At least in the matter of healthcare legislation, the Republicans clearly fired the first shot, opposing a program of their own invention just because the opposition party had embraced it. Let McCain’s exaggeration on this count pass. In the offer of olive branches, no more than in lapidary inscriptions, is a man upon his oath. The path back to the state of mind Senate rules describe as “normal order” is much as McCain described it:
Incremental progress, compromises that each side criticize but also accept, just plain muddling through to chip away at problems and keep our enemies from doing their worst isn’t glamorous or exciting. It doesn’t feel like a political triumph. But it’s usually the most we can expect from our system of government, operating in a country as diverse and quarrelsome and free as ours.

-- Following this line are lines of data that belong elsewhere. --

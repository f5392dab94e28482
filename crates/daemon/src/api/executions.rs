// SPDX-License-Identifier: BUSL-1.1
// Copyright (c) 2026 Alfred Jean LLC

//! Execution endpoints: enqueue, inspect, node events, cancel.

use super::{ApiError, AppState};
use axum::extract::{Path, State};
use axum::Json;
use hub_core::{Execution, ExecutionId, JobSource, NodeEvent};
use hub_engine::EnqueueExecution;
use hub_store::CancelDisposition;
use serde::{Deserialize, Serialize};
use serde_json::{json, Value};

#[derive(Debug, Deserialize)]
pub struct RunRequest {
    pub agent_id: String,
    #[serde(default)]
    pub input: Value,
}

#[derive(Debug, Serialize)]
pub struct RunResponse {
    pub execution_id: ExecutionId,
    pub status: &'static str,
}

/// POST /executions/run — enqueue with source MANUAL_RUN.
pub async fn run(
    State(state): State<AppState>,
    Json(req): Json<RunRequest>,
) -> Result<Json<RunResponse>, ApiError> {
    let execution_id = state
        .engine
        .enqueue_execution(EnqueueExecution {
            agent_id: req.agent_id,
            payload: req.input,
            source: JobSource::ManualRun,
            parent_execution_id: None,
            parent_priority: None,
        })
        .await?;
    Ok(Json(RunResponse { execution_id, status: "QUEUED" }))
}

/// GET /executions/{id} — the full row.
pub async fn show(
    State(state): State<AppState>,
    Path(id): Path<String>,
) -> Result<Json<Execution>, ApiError> {
    let execution = state.engine.store().execution(&ExecutionId::new(id)).await?;
    execution.map(Json).ok_or(ApiError::NotFound)
}

/// GET /executions/{id}/events — the durable node-event log.
pub async fn events(
    State(state): State<AppState>,
    Path(id): Path<String>,
) -> Result<Json<Vec<NodeEvent>>, ApiError> {
    let id = ExecutionId::new(id);
    if state.engine.store().execution(&id).await?.is_none() {
        return Err(ApiError::NotFound);
    }
    let events = state.engine.store().node_events(&id).await?;
    Ok(Json(events))
}

/// POST /executions/{id}/cancel — request cooperative cancellation.
/// Cancelling an already-terminal execution is a successful no-op.
pub async fn cancel(
    State(state): State<AppState>,
    Path(id): Path<String>,
) -> Result<Json<Value>, ApiError> {
    match state.engine.cancel_execution(&ExecutionId::new(id)).await? {
        CancelDisposition::NotFound => Err(ApiError::NotFound),
        CancelDisposition::Requested | CancelDisposition::AlreadyTerminal => {
            Ok(Json(json!({ "status": "cancel_requested" })))
        }
    }
}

In “The Sanctimony and Sin of G.O.P, ‘Moderates','' New York Times columnist Paul Krugman, writing last week before McCain’s vote last Thursday against his party, invited readers “to consider the awfulness of Senator John McCain.” Indeed, Krugman condemned all politicians “who pretend to be open-minded, decry partisanship, tut-tut about incivility and act as enablers for the extremists again and again.” Krugman wrote:
"I started with McCain because so many journalists still fall for his pose as an independent-minded maverick, ignoring the reality that he’s a reliable yes-man whenever it matters.''
Krugman has got it exactly backwards. On the two occasions of the last 10 years when it has mattered most, McCain stood in the center, with the majority consensus, against his party’s leaders (and, often enough, in matters of lesser issues as well, especially immigration and campaign finance). Krugman, himself an unbridled partisan, should stop insisting that there are no Republican moderates. The road back to “regular order” begins with giving credit where credit is due.
David Warsh, a longtime business and political columnist and an economic historian, is proprietor of economicprincipals.com.